Improve science journalism education: include sections or modules on how to avoid being a bad science journalism, explain common denialist tactics, properties of pseudoscience, cognitive biases etc. at education programs for science journalism.
Seminars, conferences and training programs: holding on-going seminaries, conferences etc. may help keeping good science journalism practices fresh and current. This would also be a way to train bad science journalists.
Establish grant programs: creating grant programs for good science journalism may prevent science magazines being with falling in-print subscriptions from being too reliant on ad revenue and thus mitigate some of the issues with sensationalism etc.
Improve recruitment recruiting better journalists and scientists could be beneficial. This might be facilitated by having real-world tests instead of overly focusing on CV, interview or old writings. These real-world tests could include writing new popular articles on a couple of areas that are socially controversial in the mind of the public, but not in the scientific community or where there are a lot of popular misunderstandings.
Think before publishing sounds so simple, but apparently this is very difficult for some bad science journalists.
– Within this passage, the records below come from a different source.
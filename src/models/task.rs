//! Modelo de Task y sus hijos
//!
//! Una tarea de mantenimiento referencia exactamente un vehículo y, una vez
//! asignada, un técnico. El estado es un string libre con valores estándar
//! `pending` / `completed`; el motor no valida valores adicionales (se
//! registran en el log en lugar de rechazarse).

use chrono::{DateTime, NaiveDate, Utc};
use serde::{Deserialize, Serialize};
use sqlx::FromRow;

pub const STATUS_PENDING: &str = "pending";
pub const STATUS_COMPLETED: &str = "completed";

#[derive(Debug, Clone, Serialize, Deserialize, FromRow)]
pub struct Task {
    pub id: i64,
    pub vehicle_id: String,
    pub scheduled_date: NaiveDate,
    pub assigned_tech_id: Option<i64>,
    /// Depot copiado del vehículo en el momento de la creación; no se
    /// re-deriva después aunque el vehículo cambie de depot.
    pub depot: String,
    pub status: String,
    pub created_at: DateTime<Utc>,
    pub completed_at: Option<DateTime<Utc>>,
    pub signature: Option<String>,
}

/// Solicitud de creación emitida por el generador de tareas. El llamador
/// la persiste antes de cualquier lectura dependiente.
#[derive(Debug, Clone, PartialEq, Eq)]
pub struct NewTaskRequest {
    pub vehicle_id: String,
    pub scheduled_date: NaiveDate,
    pub depot: String,
    pub status: String,
}

/// Pieza consumida al completar una tarea. El conjunto completo se
/// reemplaza en cada envío de completado.
#[derive(Debug, Clone, Serialize, Deserialize, FromRow)]
pub struct TaskPart {
    pub id: i64,
    pub task_id: i64,
    pub part_name: String,
    pub qty: i64,
}

/// Foto de evidencia. Append-only: nunca se reemplazan las anteriores.
#[derive(Debug, Clone, Serialize, Deserialize, FromRow)]
pub struct TaskPhoto {
    pub id: i64,
    pub task_id: i64,
    pub kind: String,
    pub filename: String,
}

/// Los dos tipos fijos de foto de evidencia.
#[derive(Debug, Clone, Copy, PartialEq, Eq)]
pub enum PhotoKind {
    Before,
    After,
}

impl PhotoKind {
    pub fn as_str(&self) -> &'static str {
        match self {
            PhotoKind::Before => "before",
            PhotoKind::After => "after",
        }
    }

    pub fn from_field_name(name: &str) -> Option<Self> {
        match name {
            "before" => Some(PhotoKind::Before),
            "after" => Some(PhotoKind::After),
            _ => None,
        }
    }
}
//! Modelos del sistema
//!
//! Este módulo contiene todos los modelos de datos que mapean exactamente
//! al schema PostgreSQL con las convenciones estándar.

pub mod task;
pub mod technician;
pub mod vehicle;
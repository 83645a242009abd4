//! Schema y seed de la base de datos
//!
//! Crea las tablas si no existen y siembra la flota de demostración la
//! primera vez que arranca el servicio (solo si la tabla de vehículos está
//! vacía).

use crate::utils::errors::AppResult;
use sqlx::PgPool;
use tracing::info;

/// Crear las tablas del sistema si no existen
pub async fn init_schema(pool: &PgPool) -> AppResult<()> {
    sqlx::query(
        r#"
        CREATE TABLE IF NOT EXISTS vehicles(
            id TEXT PRIMARY KEY,
            vehicle_type TEXT NOT NULL,
            depot TEXT NOT NULL,
            mileage BIGINT NOT NULL DEFAULT 0,
            last_service DATE NOT NULL,
            service_interval TEXT NOT NULL
        )
        "#,
    )
    .execute(pool)
    .await?;

    sqlx::query(
        r#"
        CREATE TABLE IF NOT EXISTS technicians(
            id BIGSERIAL PRIMARY KEY,
            name TEXT NOT NULL,
            depot TEXT NOT NULL
        )
        "#,
    )
    .execute(pool)
    .await?;

    sqlx::query(
        r#"
        CREATE TABLE IF NOT EXISTS tasks(
            id BIGSERIAL PRIMARY KEY,
            vehicle_id TEXT NOT NULL REFERENCES vehicles(id),
            scheduled_date DATE NOT NULL,
            assigned_tech_id BIGINT REFERENCES technicians(id),
            depot TEXT NOT NULL,
            status TEXT NOT NULL DEFAULT 'pending',
            created_at TIMESTAMPTZ NOT NULL DEFAULT now(),
            completed_at TIMESTAMPTZ,
            signature TEXT
        )
        "#,
    )
    .execute(pool)
    .await?;

    sqlx::query(
        r#"
        CREATE TABLE IF NOT EXISTS task_parts(
            id BIGSERIAL PRIMARY KEY,
            task_id BIGINT NOT NULL REFERENCES tasks(id),
            part_name TEXT NOT NULL,
            qty BIGINT NOT NULL
        )
        "#,
    )
    .execute(pool)
    .await?;

    sqlx::query(
        r#"
        CREATE TABLE IF NOT EXISTS task_photos(
            id BIGSERIAL PRIMARY KEY,
            task_id BIGINT NOT NULL REFERENCES tasks(id),
            kind TEXT NOT NULL,
            filename TEXT NOT NULL
        )
        "#,
    )
    .execute(pool)
    .await?;

    info!("✅ Schema de base de datos verificado");
    Ok(())
}

/// Sembrar vehículos y técnicos de demostración si las tablas están vacías
pub async fn seed_demo_data(pool: &PgPool) -> AppResult<()> {
    let vehicle_count: i64 = sqlx::query_scalar("SELECT COUNT(*) FROM vehicles")
        .fetch_one(pool)
        .await?;

    if vehicle_count == 0 {
        let vehicles: [(&str, &str, &str, i64, &str, &str); 10] = [
            ("TRK-001", "Truck", "Depot A", 125000, "2025-08-01", "Weekly"),
            ("VAN-205", "Van", "Depot A", 78000, "2025-08-10", "Bi-weekly"),
            ("MOTO-011", "Motorcycle", "Depot B", 15000, "2025-08-05", "Monthly"),
            ("CAR-078", "Car", "Depot B", 64000, "2025-08-12", "Weekly"),
            ("TRK-009", "Truck", "Depot A", 220000, "2025-08-07", "Monthly"),
            ("VAN-112", "Van", "Field Office", 54000, "2025-08-03", "Bi-weekly"),
            ("CAR-222", "Car", "Field Office", 33000, "2025-08-15", "Weekly"),
            ("TRK-104", "Truck", "Depot B", 98000, "2025-08-09", "Monthly"),
            ("MOTO-044", "Motorcycle", "Depot A", 8000, "2025-08-13", "Bi-weekly"),
            ("CAR-305", "Car", "Depot B", 45500, "2025-08-02", "Monthly"),
        ];

        for (id, vehicle_type, depot, mileage, last_service, service_interval) in vehicles {
            sqlx::query(
                r#"
                INSERT INTO vehicles(id, vehicle_type, depot, mileage, last_service, service_interval)
                VALUES($1, $2, $3, $4, $5::date, $6)
                "#,
            )
            .bind(id)
            .bind(vehicle_type)
            .bind(depot)
            .bind(mileage)
            .bind(last_service)
            .bind(service_interval)
            .execute(pool)
            .await?;
        }

        info!("🚚 Seed: {} vehículos de demostración creados", vehicles.len());
    }

    let tech_count: i64 = sqlx::query_scalar("SELECT COUNT(*) FROM technicians")
        .fetch_one(pool)
        .await?;

    if tech_count == 0 {
        let technicians = [
            ("Aarav", "Depot A"),
            ("Isha", "Depot A"),
            ("Vihaan", "Depot B"),
            ("Sara", "Field Office"),
        ];

        for (name, depot) in technicians {
            sqlx::query("INSERT INTO technicians(name, depot) VALUES($1, $2)")
                .bind(name)
                .bind(depot)
                .execute(pool)
                .await?;
        }

        info!("🔧 Seed: {} técnicos de demostración creados", technicians.len());
    }

    Ok(())
}
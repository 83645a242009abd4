//! Controllers de la API
//!
//! Orquestan repositorios y servicios hacia los DTOs de respuesta.

pub mod dashboard_controller;
pub mod task_controller;
pub mod technician_controller;
pub mod vehicle_controller;
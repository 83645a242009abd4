use axum::{
    extract::{Multipart, Path, State},
    routing::{get, post},
    Json, Router,
};
use std::collections::HashMap;

use crate::controllers::task_controller::{CompletionForm, TaskController, UploadedPhoto};
use crate::dto::task_dto::{
    ApiResponse, AssignmentReport, GenerateTasksRequest, GenerationReport, TaskDetailResponse,
    TaskResponse,
};
use crate::models::task::PhotoKind;
use crate::services::completion_service::PartSelection;
use crate::state::AppState;
use crate::utils::errors::AppError;

pub fn create_task_router() -> Router<AppState> {
    Router::new()
        .route("/", get(list_tasks))
        .route("/generate", post(generate_tasks))
        .route("/auto-assign", post(auto_assign))
        .route("/:id", get(get_task))
        .route("/:id/complete", post(complete_task))
}

fn controller(state: &AppState) -> TaskController {
    TaskController::new(
        state.pool.clone(),
        state.catalog.clone(),
        state.storage.clone(),
    )
}

async fn list_tasks(State(state): State<AppState>) -> Result<Json<Vec<TaskResponse>>, AppError> {
    let response = controller(&state).list().await?;
    Ok(Json(response))
}

async fn get_task(
    State(state): State<AppState>,
    Path(id): Path<i64>,
) -> Result<Json<TaskDetailResponse>, AppError> {
    let response = controller(&state).detail(id).await?;
    Ok(Json(response))
}

async fn generate_tasks(
    State(state): State<AppState>,
    body: Option<Json<GenerateTasksRequest>>,
) -> Result<Json<ApiResponse<GenerationReport>>, AppError> {
    let request = body.map(|Json(r)| r).unwrap_or_default();
    let response = controller(&state).generate(request.today).await?;
    Ok(Json(response))
}

async fn auto_assign(
    State(state): State<AppState>,
) -> Result<Json<ApiResponse<AssignmentReport>>, AppError> {
    let response = controller(&state).auto_assign().await?;
    Ok(Json(response))
}

/// Formulario de completado (multipart): campos `signature`, `status`,
/// `parts` repetido, `qty_<pieza con espacios como guiones bajos>` y los
/// archivos `before` / `after`.
async fn complete_task(
    State(state): State<AppState>,
    Path(id): Path<i64>,
    mut multipart: Multipart,
) -> Result<Json<ApiResponse<TaskDetailResponse>>, AppError> {
    let mut signature = String::new();
    let mut status: Option<String> = None;
    let mut selected_parts: Vec<String> = Vec::new();
    let mut quantities: HashMap<String, String> = HashMap::new();
    let mut uploads: Vec<UploadedPhoto> = Vec::new();

    while let Some(field) = multipart.next_field().await.map_err(multipart_error)? {
        let name = field.name().unwrap_or_default().to_string();

        match name.as_str() {
            "signature" => {
                signature = field.text().await.map_err(multipart_error)?.trim().to_string();
            }
            "status" => {
                let value = field.text().await.map_err(multipart_error)?;
                if !value.trim().is_empty() {
                    status = Some(value.trim().to_string());
                }
            }
            "parts" => {
                selected_parts.push(field.text().await.map_err(multipart_error)?);
            }
            "before" | "after" => {
                // from_field_name no puede fallar aquí, el match ya filtró
                let Some(kind) = PhotoKind::from_field_name(&name) else {
                    continue;
                };
                let original_name = field.file_name().unwrap_or_default().to_string();
                let data = field.bytes().await.map_err(multipart_error)?;
                if !original_name.is_empty() && !data.is_empty() {
                    uploads.push(UploadedPhoto {
                        kind,
                        original_name,
                        data: data.to_vec(),
                    });
                }
            }
            other if other.starts_with("qty_") => {
                let key = other.trim_start_matches("qty_").to_string();
                quantities.insert(key, field.text().await.map_err(multipart_error)?);
            }
            _ => {}
        }
    }

    // La cantidad de cada pieza viaja en un campo con el nombre de la
    // pieza y los espacios como guiones bajos.
    let parts = selected_parts
        .into_iter()
        .map(|part_name| {
            let quantity = quantities.get(&part_name.replace(' ', "_")).cloned();
            PartSelection {
                name: part_name,
                quantity,
            }
        })
        .collect();

    let form = CompletionForm {
        signature,
        status,
        parts,
        uploads,
    };

    let response = controller(&state).complete(id, form).await?;
    Ok(Json(response))
}

fn multipart_error(error: axum::extract::multipart::MultipartError) -> AppError {
    AppError::BadRequest(format!("Invalid multipart payload: {}", error))
}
Asking questions such as “am I confidence that I have carried the story correctly?”, “what ways could I have misunderstood this study?”, “am I overselling it?”, “am I being too sensationalist?”, “am I promoting false balance?” could be beneficial. Simply asking the scientists responsible for the published study is not enough since they have a conflict of interest in that they want attention for their research.
People should not have to assume at the outset that a piece of science journalism they read got the story wrong. The quality of science journalism should not drop to the level of tabloids. With this post, Debunking Denialism launches a new category where bad science journalism will be taken to task.